## WORK TO BE COMPLETED:
Look through the data below and return each line where "format" appears.

## RECORDS FOR THIS TASK:
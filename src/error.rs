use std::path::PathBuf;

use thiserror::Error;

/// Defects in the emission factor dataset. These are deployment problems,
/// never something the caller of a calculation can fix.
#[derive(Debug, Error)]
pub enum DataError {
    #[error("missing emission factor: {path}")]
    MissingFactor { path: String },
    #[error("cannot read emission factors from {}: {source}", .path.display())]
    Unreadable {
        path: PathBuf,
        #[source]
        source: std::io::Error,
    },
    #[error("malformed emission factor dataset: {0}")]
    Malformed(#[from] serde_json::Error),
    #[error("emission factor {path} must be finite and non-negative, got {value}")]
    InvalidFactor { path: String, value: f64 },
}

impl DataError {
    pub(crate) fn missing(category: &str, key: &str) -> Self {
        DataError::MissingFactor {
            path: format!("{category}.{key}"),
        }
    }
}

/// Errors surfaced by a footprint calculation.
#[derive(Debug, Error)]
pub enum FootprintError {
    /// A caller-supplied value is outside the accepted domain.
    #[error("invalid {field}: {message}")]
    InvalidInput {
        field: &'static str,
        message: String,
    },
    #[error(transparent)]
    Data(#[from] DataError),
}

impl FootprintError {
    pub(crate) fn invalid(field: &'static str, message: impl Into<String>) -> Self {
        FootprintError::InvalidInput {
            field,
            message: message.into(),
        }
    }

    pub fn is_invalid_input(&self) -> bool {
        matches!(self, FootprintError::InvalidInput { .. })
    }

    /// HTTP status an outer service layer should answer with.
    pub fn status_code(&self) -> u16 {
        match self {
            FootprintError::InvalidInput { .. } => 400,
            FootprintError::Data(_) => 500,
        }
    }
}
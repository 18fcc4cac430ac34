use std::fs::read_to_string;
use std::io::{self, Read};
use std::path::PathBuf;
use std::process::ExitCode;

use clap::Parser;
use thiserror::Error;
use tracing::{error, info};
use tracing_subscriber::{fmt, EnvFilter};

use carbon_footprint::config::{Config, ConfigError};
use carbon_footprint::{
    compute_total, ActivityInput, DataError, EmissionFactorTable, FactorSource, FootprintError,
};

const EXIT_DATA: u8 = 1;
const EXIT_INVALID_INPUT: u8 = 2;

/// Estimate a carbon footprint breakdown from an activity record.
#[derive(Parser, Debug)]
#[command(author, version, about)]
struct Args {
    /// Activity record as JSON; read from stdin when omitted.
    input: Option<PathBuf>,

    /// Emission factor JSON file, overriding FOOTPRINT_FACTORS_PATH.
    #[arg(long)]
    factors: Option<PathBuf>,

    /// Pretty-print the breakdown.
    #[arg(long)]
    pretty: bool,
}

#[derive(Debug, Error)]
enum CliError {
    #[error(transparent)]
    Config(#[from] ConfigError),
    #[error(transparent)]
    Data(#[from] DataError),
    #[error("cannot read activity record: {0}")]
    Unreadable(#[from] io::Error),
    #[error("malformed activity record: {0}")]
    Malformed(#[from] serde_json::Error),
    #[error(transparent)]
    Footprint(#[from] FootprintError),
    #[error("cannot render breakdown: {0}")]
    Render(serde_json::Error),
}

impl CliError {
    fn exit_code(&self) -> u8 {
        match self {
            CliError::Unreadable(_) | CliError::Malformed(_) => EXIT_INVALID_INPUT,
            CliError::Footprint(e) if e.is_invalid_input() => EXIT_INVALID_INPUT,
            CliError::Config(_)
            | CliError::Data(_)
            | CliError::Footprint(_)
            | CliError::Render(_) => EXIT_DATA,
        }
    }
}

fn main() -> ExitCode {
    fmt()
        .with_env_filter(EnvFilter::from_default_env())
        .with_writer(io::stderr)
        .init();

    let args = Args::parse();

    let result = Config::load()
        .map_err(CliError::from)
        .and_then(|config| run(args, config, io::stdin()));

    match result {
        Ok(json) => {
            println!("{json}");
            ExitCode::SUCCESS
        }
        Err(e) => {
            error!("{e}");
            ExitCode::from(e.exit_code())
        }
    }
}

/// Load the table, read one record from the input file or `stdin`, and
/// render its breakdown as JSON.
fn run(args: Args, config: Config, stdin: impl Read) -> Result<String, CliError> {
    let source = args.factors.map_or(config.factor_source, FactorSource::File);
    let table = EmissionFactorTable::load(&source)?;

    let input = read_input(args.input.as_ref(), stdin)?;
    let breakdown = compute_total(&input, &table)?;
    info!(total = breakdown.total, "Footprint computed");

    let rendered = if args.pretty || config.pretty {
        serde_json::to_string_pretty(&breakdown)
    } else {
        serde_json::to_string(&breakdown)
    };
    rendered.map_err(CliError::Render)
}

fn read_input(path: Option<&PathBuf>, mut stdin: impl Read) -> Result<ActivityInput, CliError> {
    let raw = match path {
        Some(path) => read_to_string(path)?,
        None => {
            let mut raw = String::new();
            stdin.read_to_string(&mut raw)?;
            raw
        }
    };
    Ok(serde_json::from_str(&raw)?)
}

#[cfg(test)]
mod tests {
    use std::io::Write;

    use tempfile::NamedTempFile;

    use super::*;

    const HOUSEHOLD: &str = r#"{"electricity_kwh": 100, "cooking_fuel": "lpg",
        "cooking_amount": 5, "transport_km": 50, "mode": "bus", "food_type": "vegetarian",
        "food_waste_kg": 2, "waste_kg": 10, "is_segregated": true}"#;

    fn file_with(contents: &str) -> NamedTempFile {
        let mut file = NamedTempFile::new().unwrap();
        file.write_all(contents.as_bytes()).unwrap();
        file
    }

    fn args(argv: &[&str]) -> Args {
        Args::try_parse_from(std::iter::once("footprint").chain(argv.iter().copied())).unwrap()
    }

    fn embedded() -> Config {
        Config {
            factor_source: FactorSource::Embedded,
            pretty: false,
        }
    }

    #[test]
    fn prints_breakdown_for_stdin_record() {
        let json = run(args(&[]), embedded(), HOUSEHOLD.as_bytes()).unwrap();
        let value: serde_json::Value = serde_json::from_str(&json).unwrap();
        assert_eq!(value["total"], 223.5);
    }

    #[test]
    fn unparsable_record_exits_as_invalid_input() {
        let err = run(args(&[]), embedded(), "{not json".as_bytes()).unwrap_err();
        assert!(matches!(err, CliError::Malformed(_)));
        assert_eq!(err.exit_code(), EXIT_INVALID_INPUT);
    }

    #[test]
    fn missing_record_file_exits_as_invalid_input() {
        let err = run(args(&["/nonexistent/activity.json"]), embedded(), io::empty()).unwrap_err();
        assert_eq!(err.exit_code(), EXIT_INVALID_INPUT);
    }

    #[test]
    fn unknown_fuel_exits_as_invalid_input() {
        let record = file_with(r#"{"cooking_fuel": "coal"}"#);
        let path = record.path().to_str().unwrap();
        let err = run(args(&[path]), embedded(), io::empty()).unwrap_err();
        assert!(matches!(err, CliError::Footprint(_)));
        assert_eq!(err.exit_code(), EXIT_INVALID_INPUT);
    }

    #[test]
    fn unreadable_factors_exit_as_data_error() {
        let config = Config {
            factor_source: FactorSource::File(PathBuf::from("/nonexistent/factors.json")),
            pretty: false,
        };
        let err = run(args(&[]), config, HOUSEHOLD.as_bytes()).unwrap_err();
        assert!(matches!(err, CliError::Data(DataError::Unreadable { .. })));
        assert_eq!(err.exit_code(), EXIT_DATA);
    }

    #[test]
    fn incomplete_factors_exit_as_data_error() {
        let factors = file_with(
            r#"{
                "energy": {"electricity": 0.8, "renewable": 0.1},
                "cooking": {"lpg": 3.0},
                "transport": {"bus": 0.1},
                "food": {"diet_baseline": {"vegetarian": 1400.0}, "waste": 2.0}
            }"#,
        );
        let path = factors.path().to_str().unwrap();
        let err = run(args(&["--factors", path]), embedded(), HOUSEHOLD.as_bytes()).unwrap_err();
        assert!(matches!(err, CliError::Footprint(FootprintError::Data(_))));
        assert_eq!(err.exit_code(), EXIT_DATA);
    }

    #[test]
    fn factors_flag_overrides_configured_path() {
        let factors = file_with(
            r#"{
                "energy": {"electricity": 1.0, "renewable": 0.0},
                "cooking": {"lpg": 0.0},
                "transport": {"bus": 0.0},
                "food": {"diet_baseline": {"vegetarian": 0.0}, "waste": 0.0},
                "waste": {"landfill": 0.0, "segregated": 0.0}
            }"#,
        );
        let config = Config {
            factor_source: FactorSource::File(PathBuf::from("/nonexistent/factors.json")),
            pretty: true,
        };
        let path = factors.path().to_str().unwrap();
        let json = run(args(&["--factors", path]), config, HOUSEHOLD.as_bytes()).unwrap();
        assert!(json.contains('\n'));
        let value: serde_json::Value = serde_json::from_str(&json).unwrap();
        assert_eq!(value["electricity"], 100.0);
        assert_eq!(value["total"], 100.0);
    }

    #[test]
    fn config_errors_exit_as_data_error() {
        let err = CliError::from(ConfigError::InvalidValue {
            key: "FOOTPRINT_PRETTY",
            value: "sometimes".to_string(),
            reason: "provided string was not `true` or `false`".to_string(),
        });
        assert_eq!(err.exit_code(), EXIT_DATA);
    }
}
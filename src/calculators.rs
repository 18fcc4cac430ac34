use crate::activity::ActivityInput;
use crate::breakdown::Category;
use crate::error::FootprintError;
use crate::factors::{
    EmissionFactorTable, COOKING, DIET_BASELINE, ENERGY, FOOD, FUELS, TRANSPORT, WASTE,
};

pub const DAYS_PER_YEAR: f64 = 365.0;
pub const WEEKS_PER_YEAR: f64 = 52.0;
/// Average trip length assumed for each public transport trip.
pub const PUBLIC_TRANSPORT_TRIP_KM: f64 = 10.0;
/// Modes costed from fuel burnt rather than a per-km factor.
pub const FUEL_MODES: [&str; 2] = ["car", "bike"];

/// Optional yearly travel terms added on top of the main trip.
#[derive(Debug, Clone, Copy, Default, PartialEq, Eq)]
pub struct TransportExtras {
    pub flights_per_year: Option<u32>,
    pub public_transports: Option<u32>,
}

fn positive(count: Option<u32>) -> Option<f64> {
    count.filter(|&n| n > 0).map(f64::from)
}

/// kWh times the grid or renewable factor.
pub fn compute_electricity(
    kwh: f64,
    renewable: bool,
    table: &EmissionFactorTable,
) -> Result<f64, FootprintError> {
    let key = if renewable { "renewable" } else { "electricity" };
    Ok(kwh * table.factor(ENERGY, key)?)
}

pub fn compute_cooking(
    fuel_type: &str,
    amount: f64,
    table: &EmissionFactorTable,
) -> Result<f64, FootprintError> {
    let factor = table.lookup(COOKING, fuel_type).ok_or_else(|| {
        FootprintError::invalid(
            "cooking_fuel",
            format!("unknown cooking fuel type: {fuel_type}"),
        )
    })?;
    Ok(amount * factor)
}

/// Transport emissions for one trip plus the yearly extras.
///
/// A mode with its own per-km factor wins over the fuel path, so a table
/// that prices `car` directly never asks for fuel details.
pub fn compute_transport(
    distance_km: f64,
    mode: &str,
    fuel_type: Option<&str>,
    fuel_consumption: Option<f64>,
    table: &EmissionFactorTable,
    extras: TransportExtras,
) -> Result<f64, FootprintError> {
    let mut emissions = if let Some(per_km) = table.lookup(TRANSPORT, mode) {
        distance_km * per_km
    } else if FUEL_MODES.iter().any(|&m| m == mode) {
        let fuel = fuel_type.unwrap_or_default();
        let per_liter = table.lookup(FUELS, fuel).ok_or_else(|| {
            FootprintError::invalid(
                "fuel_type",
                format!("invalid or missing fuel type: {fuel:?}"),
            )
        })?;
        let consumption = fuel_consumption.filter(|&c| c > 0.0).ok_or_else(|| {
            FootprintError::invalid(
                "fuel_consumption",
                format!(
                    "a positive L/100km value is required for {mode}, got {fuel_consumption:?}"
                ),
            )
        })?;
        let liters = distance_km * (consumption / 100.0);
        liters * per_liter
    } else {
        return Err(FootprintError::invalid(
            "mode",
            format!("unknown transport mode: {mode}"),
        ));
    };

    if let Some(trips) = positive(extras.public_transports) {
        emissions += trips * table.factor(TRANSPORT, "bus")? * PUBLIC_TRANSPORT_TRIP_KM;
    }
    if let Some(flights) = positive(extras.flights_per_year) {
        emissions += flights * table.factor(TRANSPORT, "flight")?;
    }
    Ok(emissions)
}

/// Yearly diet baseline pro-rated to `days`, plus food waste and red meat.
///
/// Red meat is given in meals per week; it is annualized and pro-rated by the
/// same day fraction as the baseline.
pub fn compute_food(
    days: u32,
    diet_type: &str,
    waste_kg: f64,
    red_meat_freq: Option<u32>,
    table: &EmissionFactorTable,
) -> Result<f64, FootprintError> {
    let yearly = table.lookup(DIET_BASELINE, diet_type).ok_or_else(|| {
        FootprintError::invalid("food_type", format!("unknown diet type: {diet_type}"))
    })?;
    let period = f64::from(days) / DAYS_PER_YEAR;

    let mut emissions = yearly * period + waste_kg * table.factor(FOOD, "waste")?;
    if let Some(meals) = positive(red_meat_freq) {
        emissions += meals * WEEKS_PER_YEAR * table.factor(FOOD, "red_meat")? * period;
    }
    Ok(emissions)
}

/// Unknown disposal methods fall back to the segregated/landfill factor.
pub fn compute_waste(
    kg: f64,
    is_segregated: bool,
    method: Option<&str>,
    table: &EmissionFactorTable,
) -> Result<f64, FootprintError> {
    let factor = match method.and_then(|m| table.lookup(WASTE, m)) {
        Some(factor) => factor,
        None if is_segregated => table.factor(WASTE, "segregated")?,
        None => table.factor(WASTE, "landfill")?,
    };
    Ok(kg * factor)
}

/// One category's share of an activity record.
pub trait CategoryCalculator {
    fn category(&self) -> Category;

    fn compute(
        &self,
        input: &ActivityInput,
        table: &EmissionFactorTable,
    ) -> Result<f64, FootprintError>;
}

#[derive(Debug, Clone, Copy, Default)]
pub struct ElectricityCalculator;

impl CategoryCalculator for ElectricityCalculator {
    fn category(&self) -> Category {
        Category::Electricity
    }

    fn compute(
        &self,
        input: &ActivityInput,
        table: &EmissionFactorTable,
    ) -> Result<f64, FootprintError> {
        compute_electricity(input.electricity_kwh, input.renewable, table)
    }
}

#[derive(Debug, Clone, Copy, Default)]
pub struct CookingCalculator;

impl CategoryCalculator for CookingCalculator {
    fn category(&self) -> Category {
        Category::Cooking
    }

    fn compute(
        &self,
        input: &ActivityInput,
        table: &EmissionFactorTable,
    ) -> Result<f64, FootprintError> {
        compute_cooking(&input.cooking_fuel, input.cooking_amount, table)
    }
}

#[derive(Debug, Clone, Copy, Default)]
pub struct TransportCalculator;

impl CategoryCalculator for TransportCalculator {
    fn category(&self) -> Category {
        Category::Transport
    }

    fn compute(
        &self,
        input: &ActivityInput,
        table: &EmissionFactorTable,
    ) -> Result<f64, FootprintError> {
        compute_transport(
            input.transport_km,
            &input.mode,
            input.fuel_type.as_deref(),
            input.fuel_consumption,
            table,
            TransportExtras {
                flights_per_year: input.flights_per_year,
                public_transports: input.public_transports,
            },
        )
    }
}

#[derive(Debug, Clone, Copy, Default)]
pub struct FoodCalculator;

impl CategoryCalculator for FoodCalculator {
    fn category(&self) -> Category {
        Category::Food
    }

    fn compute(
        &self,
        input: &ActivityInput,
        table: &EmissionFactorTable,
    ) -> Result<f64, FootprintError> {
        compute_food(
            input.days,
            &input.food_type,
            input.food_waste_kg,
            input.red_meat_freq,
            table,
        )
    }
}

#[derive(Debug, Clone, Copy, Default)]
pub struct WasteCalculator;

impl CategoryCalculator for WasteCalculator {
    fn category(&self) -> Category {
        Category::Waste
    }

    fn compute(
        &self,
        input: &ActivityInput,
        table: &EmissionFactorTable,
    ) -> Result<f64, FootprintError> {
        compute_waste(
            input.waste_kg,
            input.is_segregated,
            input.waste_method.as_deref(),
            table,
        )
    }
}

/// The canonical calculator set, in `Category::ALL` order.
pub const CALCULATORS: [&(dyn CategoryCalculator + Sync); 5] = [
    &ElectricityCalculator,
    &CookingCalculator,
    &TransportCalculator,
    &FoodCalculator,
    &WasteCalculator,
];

## ANSWER FOR THE TASK:
            path: format!("{category}.{key}"),
            format!("unknown cooking fuel type: {fuel_type}"),
                format!("invalid or missing fuel type: {fuel:?}"),
                format!(
            format!("unknown transport mode: {mode}"),
        FootprintError::invalid("food_type", format!("unknown diet type: {diet_type}"))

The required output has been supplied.